Check every line of the entries that follow, and copy the ones containing "crate".
-------- Given records
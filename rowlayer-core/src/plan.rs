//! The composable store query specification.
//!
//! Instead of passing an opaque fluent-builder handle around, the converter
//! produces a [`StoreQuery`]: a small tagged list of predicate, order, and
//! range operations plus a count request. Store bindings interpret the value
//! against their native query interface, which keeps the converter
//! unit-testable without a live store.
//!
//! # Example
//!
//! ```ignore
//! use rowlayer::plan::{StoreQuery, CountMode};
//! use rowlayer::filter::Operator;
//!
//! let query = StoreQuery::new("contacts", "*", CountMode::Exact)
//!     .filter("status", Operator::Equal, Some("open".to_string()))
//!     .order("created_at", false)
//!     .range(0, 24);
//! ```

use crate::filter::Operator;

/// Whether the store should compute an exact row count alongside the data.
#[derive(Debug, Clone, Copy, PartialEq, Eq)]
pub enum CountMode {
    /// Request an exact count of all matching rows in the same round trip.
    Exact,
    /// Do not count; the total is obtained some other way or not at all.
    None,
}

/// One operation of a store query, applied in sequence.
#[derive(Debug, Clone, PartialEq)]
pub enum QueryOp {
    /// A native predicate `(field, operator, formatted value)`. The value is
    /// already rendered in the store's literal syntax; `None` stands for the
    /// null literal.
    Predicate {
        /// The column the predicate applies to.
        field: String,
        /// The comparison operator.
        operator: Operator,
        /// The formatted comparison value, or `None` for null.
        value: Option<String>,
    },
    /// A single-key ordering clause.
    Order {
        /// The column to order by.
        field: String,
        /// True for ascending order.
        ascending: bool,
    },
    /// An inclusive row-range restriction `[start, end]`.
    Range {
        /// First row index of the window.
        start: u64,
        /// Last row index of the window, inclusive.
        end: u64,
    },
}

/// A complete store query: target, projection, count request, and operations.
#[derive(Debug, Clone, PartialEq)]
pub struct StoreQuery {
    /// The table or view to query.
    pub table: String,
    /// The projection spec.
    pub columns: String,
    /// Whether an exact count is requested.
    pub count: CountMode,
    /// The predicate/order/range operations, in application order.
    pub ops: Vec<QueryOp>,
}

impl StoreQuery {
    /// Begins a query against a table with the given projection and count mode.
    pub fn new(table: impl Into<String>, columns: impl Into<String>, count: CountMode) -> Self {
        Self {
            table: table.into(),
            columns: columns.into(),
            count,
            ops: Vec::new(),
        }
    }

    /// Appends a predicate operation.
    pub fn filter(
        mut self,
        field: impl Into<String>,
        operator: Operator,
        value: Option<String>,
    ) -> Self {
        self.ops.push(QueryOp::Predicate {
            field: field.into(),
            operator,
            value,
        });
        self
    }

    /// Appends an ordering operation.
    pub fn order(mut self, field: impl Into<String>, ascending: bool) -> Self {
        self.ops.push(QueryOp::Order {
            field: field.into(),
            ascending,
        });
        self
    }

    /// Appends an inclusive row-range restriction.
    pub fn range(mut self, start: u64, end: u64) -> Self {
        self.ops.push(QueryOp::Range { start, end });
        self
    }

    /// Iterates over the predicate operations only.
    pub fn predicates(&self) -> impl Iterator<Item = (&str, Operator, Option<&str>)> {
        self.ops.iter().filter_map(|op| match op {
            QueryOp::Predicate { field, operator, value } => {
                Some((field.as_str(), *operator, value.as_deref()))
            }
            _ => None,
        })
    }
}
----------------
-------- Given records
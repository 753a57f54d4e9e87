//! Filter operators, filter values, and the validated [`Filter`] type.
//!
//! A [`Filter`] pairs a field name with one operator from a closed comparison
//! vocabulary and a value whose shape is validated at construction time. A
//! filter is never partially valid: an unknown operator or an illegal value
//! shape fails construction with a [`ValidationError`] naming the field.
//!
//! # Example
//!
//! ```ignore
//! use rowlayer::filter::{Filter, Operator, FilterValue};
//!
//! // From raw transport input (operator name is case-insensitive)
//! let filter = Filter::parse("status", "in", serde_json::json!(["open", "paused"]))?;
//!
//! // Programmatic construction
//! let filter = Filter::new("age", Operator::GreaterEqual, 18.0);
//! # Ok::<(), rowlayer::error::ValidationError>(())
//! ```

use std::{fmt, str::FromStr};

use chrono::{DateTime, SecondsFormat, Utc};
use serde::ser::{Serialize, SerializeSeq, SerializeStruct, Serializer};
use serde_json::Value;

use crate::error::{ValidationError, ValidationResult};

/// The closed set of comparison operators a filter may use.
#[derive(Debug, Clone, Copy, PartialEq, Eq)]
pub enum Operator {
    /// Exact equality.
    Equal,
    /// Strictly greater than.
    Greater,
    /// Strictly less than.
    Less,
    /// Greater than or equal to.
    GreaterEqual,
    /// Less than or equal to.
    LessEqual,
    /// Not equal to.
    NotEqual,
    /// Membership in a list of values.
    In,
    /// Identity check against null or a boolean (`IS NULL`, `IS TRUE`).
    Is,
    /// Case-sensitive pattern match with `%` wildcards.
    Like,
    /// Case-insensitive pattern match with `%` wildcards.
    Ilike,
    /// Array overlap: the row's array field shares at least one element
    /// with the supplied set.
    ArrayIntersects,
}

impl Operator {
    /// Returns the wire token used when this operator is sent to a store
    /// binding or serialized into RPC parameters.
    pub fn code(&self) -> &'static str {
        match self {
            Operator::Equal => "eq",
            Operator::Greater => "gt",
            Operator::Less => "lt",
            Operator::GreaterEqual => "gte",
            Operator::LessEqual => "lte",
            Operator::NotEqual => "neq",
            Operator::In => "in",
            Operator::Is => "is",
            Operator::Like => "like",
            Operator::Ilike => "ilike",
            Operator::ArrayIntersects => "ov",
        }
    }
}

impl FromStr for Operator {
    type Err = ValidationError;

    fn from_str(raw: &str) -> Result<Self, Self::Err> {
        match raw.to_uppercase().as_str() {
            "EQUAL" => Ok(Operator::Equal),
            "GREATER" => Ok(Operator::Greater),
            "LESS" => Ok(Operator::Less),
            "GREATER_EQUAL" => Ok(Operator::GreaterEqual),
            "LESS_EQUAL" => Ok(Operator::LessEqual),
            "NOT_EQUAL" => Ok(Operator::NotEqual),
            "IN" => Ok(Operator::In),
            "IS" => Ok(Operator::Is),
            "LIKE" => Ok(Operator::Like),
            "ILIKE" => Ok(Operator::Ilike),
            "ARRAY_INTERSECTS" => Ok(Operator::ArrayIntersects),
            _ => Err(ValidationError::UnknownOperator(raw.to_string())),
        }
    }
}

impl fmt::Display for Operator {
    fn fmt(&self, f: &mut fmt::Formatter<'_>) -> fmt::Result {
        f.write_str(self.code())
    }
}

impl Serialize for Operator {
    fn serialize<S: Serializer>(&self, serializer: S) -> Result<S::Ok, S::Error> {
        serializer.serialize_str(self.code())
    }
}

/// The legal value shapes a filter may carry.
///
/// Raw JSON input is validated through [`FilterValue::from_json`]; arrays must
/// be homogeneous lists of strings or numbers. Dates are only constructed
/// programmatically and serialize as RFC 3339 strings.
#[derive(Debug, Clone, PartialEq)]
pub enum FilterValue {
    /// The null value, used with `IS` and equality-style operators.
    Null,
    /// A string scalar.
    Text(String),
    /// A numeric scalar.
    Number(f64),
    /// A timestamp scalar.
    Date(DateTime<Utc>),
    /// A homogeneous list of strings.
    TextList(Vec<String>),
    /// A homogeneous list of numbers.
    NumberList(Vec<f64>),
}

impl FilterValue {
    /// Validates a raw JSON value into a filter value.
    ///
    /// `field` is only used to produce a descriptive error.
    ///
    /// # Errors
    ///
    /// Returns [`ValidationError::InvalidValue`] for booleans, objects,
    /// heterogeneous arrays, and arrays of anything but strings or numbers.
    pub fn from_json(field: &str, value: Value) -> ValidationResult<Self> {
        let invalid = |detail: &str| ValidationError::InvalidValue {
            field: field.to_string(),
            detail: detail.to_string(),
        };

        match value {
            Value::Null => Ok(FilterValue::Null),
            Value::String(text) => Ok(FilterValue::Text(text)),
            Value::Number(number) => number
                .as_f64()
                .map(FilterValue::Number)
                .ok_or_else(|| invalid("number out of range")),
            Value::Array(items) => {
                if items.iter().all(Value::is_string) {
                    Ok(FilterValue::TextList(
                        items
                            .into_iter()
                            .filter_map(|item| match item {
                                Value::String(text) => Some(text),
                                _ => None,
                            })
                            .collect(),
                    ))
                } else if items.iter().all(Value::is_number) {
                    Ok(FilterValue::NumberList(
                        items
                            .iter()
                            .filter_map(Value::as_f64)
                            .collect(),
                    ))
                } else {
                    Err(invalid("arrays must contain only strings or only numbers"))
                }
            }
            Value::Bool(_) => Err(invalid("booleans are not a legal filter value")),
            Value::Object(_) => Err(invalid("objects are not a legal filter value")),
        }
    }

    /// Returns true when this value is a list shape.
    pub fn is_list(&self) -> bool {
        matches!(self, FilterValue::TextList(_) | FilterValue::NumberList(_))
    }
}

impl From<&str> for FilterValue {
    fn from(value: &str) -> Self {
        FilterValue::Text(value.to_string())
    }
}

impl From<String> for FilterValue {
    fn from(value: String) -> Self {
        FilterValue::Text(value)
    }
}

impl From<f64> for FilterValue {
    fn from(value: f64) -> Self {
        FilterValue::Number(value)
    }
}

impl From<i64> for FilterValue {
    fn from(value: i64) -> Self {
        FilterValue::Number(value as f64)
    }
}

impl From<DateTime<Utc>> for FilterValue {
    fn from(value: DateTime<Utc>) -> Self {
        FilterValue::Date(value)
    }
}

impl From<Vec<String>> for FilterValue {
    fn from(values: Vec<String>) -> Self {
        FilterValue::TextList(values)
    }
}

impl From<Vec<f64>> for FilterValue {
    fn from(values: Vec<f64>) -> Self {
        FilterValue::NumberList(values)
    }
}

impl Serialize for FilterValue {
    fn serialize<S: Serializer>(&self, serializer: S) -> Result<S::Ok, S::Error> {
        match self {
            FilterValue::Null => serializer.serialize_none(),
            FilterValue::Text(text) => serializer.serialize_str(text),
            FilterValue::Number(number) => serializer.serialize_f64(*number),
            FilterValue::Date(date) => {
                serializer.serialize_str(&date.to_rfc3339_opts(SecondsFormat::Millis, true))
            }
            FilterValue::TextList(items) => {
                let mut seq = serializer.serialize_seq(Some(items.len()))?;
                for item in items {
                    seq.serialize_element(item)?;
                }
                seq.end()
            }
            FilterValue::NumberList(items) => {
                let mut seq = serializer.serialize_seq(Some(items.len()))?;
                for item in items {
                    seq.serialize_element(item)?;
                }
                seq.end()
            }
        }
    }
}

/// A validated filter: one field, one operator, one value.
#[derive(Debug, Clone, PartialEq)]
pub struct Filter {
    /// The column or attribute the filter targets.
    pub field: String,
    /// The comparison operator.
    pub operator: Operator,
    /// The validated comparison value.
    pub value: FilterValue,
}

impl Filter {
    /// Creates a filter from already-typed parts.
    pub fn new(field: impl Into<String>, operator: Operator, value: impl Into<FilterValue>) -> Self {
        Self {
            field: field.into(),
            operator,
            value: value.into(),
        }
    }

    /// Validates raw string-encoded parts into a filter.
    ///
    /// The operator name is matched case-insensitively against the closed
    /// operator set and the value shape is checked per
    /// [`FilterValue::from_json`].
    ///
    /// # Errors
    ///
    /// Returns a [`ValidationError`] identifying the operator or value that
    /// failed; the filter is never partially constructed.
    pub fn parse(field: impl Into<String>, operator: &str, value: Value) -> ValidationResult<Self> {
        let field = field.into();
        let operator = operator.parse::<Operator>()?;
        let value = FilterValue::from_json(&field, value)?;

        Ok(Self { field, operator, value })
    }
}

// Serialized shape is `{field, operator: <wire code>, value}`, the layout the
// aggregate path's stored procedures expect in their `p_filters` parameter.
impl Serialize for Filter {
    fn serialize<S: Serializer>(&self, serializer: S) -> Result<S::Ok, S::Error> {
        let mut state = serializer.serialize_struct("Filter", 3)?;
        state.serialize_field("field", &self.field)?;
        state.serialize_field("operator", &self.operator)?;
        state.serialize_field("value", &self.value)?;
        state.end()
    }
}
----------------
*Expected answer*.
use crate::filter::Operator;
use crate::error::{ValidationError, ValidationResult};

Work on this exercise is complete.